## Task details
Within the data below, find the string "anyhow" and return each line where it occurs.

-- Material provided follows --

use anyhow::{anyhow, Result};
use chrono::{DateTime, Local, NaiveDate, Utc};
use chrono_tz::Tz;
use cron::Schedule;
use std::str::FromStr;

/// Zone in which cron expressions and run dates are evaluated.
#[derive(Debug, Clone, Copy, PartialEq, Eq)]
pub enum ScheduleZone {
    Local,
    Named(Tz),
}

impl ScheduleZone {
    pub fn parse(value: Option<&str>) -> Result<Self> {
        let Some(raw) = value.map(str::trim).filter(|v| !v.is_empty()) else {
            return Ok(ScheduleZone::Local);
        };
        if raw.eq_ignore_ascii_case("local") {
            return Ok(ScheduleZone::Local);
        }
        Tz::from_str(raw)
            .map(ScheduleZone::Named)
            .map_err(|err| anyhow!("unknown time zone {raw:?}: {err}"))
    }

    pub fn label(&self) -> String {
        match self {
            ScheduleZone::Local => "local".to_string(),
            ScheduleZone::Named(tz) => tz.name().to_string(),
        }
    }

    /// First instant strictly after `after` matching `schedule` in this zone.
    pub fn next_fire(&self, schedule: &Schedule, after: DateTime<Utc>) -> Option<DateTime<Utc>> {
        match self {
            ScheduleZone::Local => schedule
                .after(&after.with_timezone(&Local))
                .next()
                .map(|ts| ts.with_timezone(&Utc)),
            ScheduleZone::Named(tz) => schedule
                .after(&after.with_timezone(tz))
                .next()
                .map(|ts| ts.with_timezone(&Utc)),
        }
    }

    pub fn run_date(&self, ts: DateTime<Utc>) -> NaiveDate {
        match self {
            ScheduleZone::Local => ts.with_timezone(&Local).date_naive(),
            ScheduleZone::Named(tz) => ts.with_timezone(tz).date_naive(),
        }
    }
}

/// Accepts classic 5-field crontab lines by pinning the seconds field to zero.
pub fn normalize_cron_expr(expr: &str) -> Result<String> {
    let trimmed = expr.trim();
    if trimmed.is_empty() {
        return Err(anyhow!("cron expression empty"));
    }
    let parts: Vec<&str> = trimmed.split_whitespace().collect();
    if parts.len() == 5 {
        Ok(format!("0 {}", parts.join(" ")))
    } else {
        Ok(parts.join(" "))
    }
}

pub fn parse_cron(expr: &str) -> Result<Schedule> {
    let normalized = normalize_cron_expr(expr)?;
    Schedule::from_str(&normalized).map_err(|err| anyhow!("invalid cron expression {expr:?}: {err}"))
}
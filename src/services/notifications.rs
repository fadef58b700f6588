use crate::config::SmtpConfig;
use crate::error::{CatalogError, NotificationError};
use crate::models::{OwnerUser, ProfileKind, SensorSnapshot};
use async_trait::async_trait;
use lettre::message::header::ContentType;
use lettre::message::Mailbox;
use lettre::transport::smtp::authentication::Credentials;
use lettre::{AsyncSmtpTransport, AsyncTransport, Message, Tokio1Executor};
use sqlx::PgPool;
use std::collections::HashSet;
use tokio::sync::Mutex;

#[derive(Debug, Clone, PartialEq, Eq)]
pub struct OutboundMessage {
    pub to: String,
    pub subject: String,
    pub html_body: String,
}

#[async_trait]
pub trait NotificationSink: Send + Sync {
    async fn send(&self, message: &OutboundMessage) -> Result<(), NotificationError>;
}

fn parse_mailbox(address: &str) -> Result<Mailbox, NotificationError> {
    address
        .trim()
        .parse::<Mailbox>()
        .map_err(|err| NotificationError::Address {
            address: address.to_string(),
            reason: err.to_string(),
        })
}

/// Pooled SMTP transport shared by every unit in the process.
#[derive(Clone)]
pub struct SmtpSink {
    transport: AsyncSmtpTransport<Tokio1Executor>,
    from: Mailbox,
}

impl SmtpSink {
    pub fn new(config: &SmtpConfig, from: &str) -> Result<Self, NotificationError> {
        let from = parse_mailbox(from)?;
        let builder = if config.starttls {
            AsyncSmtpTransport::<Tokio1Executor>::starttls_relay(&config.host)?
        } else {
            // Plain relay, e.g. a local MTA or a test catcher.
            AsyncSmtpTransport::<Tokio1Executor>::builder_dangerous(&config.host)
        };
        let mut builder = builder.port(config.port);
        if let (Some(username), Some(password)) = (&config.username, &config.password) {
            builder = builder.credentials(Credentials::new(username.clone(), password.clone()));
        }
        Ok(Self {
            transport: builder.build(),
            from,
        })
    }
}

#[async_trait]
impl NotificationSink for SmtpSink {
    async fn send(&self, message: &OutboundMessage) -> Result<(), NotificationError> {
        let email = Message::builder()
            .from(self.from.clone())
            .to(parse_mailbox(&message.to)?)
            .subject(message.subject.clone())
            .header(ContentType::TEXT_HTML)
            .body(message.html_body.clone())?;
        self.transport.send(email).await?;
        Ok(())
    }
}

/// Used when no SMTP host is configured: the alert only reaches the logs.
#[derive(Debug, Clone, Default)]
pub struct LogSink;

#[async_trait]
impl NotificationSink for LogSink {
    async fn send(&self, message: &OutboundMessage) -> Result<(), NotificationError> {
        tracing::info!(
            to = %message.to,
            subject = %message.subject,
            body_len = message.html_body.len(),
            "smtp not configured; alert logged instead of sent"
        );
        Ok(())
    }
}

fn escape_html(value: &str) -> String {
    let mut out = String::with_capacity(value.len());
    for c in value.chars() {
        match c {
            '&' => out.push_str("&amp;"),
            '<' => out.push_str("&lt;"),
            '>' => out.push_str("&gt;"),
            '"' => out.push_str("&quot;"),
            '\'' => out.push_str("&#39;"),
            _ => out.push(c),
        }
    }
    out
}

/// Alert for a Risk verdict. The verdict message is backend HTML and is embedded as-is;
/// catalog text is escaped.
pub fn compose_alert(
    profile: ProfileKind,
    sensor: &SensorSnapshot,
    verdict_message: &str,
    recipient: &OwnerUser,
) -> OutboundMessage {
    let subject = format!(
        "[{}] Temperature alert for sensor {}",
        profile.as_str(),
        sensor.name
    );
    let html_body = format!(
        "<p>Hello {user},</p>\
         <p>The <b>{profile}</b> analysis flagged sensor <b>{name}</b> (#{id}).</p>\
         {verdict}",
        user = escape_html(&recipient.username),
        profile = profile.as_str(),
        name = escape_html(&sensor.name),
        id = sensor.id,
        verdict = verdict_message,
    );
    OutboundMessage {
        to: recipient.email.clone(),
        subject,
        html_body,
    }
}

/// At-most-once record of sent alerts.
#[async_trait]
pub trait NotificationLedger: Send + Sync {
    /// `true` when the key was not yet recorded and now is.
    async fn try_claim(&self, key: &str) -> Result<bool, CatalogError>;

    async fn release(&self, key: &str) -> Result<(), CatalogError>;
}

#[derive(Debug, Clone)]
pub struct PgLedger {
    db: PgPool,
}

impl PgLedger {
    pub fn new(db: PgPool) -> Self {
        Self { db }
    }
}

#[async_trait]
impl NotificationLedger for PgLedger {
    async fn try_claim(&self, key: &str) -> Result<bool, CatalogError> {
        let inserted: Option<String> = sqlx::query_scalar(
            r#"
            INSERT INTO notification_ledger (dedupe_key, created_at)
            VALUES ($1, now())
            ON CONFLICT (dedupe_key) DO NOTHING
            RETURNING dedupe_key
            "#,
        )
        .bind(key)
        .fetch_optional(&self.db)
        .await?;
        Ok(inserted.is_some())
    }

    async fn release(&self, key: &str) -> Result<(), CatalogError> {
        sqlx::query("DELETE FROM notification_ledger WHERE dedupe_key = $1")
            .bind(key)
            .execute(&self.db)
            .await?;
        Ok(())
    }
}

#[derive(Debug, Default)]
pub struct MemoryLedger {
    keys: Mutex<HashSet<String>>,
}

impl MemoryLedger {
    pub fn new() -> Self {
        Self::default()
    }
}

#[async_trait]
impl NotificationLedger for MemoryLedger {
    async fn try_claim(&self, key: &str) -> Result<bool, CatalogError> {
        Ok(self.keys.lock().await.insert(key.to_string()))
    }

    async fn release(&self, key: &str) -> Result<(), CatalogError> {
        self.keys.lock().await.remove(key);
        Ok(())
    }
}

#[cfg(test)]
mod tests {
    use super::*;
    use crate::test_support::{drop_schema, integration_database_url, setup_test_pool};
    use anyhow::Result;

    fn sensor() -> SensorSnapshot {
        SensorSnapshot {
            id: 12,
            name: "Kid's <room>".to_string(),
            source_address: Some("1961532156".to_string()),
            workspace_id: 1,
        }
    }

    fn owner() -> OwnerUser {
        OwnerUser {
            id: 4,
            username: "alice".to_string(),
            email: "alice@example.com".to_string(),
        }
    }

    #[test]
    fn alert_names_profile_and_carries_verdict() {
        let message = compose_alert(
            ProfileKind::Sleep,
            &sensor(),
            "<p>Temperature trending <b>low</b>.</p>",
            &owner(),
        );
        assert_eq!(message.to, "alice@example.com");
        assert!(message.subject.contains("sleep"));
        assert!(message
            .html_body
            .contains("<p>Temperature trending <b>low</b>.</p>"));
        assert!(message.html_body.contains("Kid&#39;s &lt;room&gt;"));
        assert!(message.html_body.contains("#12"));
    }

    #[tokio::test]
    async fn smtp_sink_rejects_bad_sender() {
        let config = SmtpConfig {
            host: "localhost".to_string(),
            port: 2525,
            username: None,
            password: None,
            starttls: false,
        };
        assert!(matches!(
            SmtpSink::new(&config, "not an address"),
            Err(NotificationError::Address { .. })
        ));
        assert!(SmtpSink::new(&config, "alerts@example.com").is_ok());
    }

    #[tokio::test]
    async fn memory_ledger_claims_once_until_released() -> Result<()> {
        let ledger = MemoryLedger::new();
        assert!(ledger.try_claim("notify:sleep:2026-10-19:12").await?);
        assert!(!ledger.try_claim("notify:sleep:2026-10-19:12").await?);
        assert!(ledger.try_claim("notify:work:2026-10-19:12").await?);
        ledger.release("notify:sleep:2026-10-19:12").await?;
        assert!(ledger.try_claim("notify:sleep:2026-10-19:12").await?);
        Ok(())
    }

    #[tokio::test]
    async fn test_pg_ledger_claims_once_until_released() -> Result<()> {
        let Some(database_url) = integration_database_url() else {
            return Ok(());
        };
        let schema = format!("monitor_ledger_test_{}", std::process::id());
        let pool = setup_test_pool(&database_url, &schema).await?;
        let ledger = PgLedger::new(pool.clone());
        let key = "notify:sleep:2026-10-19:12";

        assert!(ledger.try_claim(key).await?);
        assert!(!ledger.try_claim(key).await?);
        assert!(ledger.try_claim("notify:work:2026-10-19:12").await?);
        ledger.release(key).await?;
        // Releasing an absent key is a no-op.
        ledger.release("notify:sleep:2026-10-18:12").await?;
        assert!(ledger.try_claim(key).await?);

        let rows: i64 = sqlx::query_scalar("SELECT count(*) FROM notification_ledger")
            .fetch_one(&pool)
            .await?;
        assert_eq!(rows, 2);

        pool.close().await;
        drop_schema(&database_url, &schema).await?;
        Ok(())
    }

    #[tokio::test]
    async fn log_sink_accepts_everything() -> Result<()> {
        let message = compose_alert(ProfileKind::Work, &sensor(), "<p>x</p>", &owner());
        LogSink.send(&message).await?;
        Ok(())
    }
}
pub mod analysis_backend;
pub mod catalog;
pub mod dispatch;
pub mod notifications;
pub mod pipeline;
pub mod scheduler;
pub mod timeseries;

-- Material provided concluded --
-- Material provided follows --

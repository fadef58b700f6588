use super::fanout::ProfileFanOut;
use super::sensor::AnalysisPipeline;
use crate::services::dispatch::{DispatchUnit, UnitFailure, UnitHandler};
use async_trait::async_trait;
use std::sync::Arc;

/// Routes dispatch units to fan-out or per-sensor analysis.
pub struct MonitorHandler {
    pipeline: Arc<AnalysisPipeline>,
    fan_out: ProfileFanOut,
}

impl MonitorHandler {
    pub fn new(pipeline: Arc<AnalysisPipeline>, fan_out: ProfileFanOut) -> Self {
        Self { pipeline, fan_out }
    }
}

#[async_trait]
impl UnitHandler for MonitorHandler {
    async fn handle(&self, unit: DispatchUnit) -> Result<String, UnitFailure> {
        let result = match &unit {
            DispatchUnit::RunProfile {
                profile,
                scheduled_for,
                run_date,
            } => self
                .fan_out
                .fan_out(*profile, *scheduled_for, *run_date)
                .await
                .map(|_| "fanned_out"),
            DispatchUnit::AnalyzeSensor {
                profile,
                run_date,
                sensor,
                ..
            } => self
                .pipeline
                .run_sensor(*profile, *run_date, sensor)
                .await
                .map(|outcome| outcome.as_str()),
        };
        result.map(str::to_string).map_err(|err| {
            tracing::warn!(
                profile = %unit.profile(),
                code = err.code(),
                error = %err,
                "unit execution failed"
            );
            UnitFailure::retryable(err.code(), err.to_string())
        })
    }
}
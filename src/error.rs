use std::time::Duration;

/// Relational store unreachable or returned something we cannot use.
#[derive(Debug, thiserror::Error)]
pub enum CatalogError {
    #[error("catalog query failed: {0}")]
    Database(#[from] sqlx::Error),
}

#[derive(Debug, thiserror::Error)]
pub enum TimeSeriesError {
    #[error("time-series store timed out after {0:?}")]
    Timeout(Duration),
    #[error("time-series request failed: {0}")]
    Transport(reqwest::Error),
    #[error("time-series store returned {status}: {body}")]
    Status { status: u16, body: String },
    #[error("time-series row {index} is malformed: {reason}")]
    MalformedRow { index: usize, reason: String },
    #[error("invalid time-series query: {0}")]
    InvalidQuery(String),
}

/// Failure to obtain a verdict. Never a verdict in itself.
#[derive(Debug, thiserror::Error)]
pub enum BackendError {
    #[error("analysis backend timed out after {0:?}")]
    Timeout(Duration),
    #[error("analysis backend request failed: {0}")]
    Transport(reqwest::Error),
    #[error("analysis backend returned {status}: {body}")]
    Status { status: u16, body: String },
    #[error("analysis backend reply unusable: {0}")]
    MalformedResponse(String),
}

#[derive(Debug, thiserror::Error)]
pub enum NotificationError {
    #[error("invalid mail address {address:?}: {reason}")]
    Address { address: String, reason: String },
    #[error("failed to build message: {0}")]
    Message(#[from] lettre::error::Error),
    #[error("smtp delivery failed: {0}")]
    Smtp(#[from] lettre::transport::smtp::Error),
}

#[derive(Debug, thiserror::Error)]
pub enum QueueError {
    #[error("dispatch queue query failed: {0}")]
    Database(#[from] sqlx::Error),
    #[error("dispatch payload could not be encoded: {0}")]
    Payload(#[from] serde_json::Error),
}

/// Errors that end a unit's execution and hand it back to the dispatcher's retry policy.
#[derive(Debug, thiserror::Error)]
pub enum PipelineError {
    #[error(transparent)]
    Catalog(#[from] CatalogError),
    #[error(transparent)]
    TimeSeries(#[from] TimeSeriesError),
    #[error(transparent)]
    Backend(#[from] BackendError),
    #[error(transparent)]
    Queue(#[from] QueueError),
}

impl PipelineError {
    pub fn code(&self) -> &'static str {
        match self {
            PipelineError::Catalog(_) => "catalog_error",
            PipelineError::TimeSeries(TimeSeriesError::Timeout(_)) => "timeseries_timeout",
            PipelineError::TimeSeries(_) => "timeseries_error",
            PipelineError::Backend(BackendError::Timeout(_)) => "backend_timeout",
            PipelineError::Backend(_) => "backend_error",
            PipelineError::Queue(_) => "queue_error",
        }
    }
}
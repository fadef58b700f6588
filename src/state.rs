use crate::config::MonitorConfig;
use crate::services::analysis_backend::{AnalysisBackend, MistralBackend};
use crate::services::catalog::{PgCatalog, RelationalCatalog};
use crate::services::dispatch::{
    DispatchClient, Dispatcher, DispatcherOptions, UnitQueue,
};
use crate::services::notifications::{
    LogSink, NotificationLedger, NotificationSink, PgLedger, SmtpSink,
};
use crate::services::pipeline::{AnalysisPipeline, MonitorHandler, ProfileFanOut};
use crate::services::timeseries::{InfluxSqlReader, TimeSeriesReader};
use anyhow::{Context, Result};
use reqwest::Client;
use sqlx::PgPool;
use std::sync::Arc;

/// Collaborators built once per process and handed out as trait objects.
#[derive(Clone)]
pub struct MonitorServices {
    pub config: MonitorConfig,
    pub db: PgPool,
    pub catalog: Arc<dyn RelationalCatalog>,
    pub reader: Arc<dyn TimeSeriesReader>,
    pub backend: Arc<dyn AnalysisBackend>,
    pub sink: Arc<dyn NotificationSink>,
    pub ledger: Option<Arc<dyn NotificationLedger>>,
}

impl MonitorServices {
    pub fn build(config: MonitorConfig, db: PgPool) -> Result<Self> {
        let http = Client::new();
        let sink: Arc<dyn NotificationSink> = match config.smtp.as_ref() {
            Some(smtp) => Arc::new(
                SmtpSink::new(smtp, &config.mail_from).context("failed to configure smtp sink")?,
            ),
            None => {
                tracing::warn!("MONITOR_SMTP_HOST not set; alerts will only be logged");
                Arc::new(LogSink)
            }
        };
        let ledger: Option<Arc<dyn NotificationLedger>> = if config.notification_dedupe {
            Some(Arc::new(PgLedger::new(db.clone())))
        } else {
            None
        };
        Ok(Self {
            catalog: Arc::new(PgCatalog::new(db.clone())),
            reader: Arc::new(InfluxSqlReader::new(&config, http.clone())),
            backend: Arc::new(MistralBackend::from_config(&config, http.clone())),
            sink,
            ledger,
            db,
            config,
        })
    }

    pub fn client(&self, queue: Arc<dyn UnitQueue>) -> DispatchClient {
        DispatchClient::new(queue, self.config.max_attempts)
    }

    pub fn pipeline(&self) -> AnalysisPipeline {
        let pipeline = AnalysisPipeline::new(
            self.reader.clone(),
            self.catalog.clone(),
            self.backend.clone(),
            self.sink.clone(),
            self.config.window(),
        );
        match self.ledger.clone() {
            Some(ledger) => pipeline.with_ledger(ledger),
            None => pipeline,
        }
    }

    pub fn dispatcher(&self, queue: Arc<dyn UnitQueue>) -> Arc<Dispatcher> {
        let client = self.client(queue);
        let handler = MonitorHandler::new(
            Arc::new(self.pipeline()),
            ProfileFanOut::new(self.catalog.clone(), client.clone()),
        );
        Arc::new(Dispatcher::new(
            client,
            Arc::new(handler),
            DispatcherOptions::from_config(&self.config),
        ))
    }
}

-- Material provided concluded --

## Finished exercise
use anyhow::{anyhow, Result};
            .map_err(|err| anyhow!("unknown time zone {raw:?}: {err}"))
        return Err(anyhow!("cron expression empty"));
    Schedule::from_str(&normalized).map_err(|err| anyhow!("invalid cron expression {expr:?}: {err}"))
    use anyhow::Result;
use anyhow::{Context, Result};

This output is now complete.